### WORK INSTRUCTION
Retype the entries below without any change.

### MATERIAL FOR THE TASK
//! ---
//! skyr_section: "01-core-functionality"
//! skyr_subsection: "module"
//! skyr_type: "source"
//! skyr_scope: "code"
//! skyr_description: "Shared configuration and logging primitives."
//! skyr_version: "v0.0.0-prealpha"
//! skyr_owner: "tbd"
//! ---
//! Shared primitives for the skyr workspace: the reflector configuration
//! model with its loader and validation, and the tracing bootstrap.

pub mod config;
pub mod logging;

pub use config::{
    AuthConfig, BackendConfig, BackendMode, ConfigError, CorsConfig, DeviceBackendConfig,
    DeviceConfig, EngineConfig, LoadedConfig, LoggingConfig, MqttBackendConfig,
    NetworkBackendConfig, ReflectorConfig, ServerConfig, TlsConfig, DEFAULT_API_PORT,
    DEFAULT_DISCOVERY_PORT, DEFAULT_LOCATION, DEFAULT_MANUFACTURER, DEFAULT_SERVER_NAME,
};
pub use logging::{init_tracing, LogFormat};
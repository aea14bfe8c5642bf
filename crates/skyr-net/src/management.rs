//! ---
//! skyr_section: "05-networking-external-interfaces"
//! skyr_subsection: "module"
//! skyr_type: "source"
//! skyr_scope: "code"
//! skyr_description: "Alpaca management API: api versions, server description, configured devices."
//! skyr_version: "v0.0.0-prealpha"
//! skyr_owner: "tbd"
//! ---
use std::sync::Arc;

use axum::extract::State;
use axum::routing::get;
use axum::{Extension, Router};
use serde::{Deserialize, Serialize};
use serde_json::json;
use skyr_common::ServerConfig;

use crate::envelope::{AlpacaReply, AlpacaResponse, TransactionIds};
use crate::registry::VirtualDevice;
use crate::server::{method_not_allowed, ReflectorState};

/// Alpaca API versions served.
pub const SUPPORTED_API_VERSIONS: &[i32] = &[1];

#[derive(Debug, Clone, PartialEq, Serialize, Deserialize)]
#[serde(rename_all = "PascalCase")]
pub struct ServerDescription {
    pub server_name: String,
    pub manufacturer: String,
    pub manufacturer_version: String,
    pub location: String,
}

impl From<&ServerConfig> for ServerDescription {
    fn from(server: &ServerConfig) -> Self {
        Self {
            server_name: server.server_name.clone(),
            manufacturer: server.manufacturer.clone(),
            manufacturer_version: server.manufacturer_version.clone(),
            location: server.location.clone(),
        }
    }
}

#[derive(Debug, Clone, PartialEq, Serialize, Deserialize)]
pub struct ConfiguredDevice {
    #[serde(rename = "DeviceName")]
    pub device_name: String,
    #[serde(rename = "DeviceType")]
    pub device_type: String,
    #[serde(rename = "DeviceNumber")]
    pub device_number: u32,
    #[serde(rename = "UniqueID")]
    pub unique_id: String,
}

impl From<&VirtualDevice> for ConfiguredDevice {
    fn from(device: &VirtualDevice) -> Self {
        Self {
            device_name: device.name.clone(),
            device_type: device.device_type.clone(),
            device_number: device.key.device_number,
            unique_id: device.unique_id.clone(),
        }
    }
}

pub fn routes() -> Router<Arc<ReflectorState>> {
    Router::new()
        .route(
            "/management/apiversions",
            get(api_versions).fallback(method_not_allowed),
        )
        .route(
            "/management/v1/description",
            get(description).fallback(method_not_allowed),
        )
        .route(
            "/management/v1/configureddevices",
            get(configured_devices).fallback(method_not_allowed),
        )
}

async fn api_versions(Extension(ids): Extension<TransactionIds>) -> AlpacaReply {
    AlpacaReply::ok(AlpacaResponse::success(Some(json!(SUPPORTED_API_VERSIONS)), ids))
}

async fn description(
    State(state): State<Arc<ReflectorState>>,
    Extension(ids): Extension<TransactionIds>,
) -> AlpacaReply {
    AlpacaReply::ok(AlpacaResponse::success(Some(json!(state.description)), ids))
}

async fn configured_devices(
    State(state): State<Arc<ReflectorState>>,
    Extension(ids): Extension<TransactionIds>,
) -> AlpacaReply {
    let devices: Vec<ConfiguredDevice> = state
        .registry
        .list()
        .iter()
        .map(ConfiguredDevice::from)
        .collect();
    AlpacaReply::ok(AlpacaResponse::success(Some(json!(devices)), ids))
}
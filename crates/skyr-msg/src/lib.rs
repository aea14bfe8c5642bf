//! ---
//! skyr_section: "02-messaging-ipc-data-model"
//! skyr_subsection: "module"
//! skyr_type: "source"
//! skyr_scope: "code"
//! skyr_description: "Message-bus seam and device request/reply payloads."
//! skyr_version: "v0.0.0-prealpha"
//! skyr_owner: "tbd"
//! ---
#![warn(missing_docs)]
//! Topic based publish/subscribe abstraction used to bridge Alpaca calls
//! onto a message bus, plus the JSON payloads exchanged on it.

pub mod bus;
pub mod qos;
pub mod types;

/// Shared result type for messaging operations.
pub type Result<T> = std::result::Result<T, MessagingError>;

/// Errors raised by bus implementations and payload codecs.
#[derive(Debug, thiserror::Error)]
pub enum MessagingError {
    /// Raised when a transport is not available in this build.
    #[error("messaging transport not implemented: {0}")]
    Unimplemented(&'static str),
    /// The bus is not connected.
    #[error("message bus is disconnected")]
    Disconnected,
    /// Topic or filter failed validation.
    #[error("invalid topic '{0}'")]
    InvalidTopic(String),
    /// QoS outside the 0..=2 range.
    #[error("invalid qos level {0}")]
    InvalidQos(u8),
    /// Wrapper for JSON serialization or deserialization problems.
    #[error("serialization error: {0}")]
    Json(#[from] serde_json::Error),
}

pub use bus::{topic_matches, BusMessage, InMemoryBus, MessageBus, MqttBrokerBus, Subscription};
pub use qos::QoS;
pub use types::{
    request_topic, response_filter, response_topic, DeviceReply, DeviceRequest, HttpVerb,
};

### SOLUTION
//! ---
//! skyr_section: "01-core-functionality"
//! skyr_subsection: "module"
//! skyr_type: "source"
//! skyr_scope: "code"
//! skyr_description: "Shared configuration and logging primitives."
//! skyr_version: "v0.0.0-prealpha"
//! skyr_owner: "tbd"
//! ---
//! Shared primitives for the skyr workspace: the reflector configuration
//! model with its loader and validation, and the tracing bootstrap.

pub mod config;
pub mod logging;

pub use config::{
    AuthConfig, BackendConfig, BackendMode, ConfigError, CorsConfig, DeviceBackendConfig,
    DeviceConfig, EngineConfig, LoadedConfig, LoggingConfig, MqttBackendConfig,
    NetworkBackendConfig, ReflectorConfig, ServerConfig, TlsConfig, DEFAULT_API_PORT,
    DEFAULT_DISCOVERY_PORT, DEFAULT_LOCATION, DEFAULT_MANUFACTURER, DEFAULT_SERVER_NAME,
};
pub use logging::{init_tracing, LogFormat};
repository aea14bfe8c5642bf
filename crates/skyr-net/src/management.rs
//! ---
//! skyr_section: "05-networking-external-interfaces"
//! skyr_subsection: "module"
//! skyr_type: "source"
//! skyr_scope: "code"
//! skyr_description: "Alpaca management API: api versions, server description, configured devices."
//! skyr_version: "v0.0.0-prealpha"
//! skyr_owner: "tbd"
//! ---
use std::sync::Arc;

use axum::extract::State;
use axum::routing::get;
use axum::{Extension, Router};
use serde::{Deserialize, Serialize};
use serde_json::json;
use skyr_common::ServerConfig;

use crate::envelope::{AlpacaReply, AlpacaResponse, TransactionIds};
use crate::registry::VirtualDevice;
use crate::server::{method_not_allowed, ReflectorState};

/// Alpaca API versions served.
pub const SUPPORTED_API_VERSIONS: &[i32] = &[1];

#[derive(Debug, Clone, PartialEq, Serialize, Deserialize)]
#[serde(rename_all = "PascalCase")]
pub struct ServerDescription {
    pub server_name: String,
    pub manufacturer: String,
    pub manufacturer_version: String,
    pub location: String,
}

impl From<&ServerConfig> for ServerDescription {
    fn from(server: &ServerConfig) -> Self {
        Self {
            server_name: server.server_name.clone(),
            manufacturer: server.manufacturer.clone(),
            manufacturer_version: server.manufacturer_version.clone(),
            location: server.location.clone(),
        }
    }
}

#[derive(Debug, Clone, PartialEq, Serialize, Deserialize)]
pub struct ConfiguredDevice {
    #[serde(rename = "DeviceName")]
    pub device_name: String,
    #[serde(rename = "DeviceType")]
    pub device_type: String,
    #[serde(rename = "DeviceNumber")]
    pub device_number: u32,
    #[serde(rename = "UniqueID")]
    pub unique_id: String,
}

impl From<&VirtualDevice> for ConfiguredDevice {
    fn from(device: &VirtualDevice) -> Self {
        Self {
            device_name: device.name.clone(),
            device_type: device.device_type.clone(),
            device_number: device.key.device_number,
            unique_id: device.unique_id.clone(),
        }
    }
}

pub fn routes() -> Router<Arc<ReflectorState>> {
    Router::new()
        .route(
            "/management/apiversions",
            get(api_versions).fallback(method_not_allowed),
        )
        .route(
            "/management/v1/description",
            get(description).fallback(method_not_allowed),
        )
        .route(
            "/management/v1/configureddevices",
            get(configured_devices).fallback(method_not_allowed),
        )
}

async fn api_versions(Extension(ids): Extension<TransactionIds>) -> AlpacaReply {
    AlpacaReply::ok(AlpacaResponse::success(Some(json!(SUPPORTED_API_VERSIONS)), ids))
}

async fn description(
    State(state): State<Arc<ReflectorState>>,
    Extension(ids): Extension<TransactionIds>,
) -> AlpacaReply {
    AlpacaReply::ok(AlpacaResponse::success(Some(json!(state.description)), ids))
}

async fn configured_devices(
    State(state): State<Arc<ReflectorState>>,
    Extension(ids): Extension<TransactionIds>,
) -> AlpacaReply {
    let devices: Vec<ConfiguredDevice> = state
        .registry
        .list()
        .iter()
        .map(ConfiguredDevice::from)
        .collect();
    AlpacaReply::ok(AlpacaResponse::success(Some(json!(devices)), ids))
}
filename crates/skyr-msg/src/lib.rs
repository aea14bfe8c5642bf
//! ---
//! skyr_section: "02-messaging-ipc-data-model"
//! skyr_subsection: "module"
//! skyr_type: "source"
//! skyr_scope: "code"
//! skyr_description: "Message-bus seam and device request/reply payloads."
//! skyr_version: "v0.0.0-prealpha"
//! skyr_owner: "tbd"
//! ---
#![warn(missing_docs)]
//! Topic based publish/subscribe abstraction used to bridge Alpaca calls
//! onto a message bus, plus the JSON payloads exchanged on it.

pub mod bus;
pub mod qos;
pub mod types;

/// Shared result type for messaging operations.
pub type Result<T> = std::result::Result<T, MessagingError>;

/// Errors raised by bus implementations and payload codecs.
#[derive(Debug, thiserror::Error)]
pub enum MessagingError {
    /// Raised when a transport is not available in this build.
    #[error("messaging transport not implemented: {0}")]
    Unimplemented(&'static str),
    /// The bus is not connected.
    #[error("message bus is disconnected")]
    Disconnected,
    /// Topic or filter failed validation.
    #[error("invalid topic '{0}'")]
    InvalidTopic(String),
    /// QoS outside the 0..=2 range.
    #[error("invalid qos level {0}")]
    InvalidQos(u8),
    /// Wrapper for JSON serialization or deserialization problems.
    #[error("serialization error: {0}")]
    Json(#[from] serde_json::Error),
}

pub use bus::{topic_matches, BusMessage, InMemoryBus, MessageBus, MqttBrokerBus, Subscription};
pub use qos::QoS;
pub use types::{
    request_topic, response_filter, response_topic, DeviceReply, DeviceRequest, HttpVerb,
};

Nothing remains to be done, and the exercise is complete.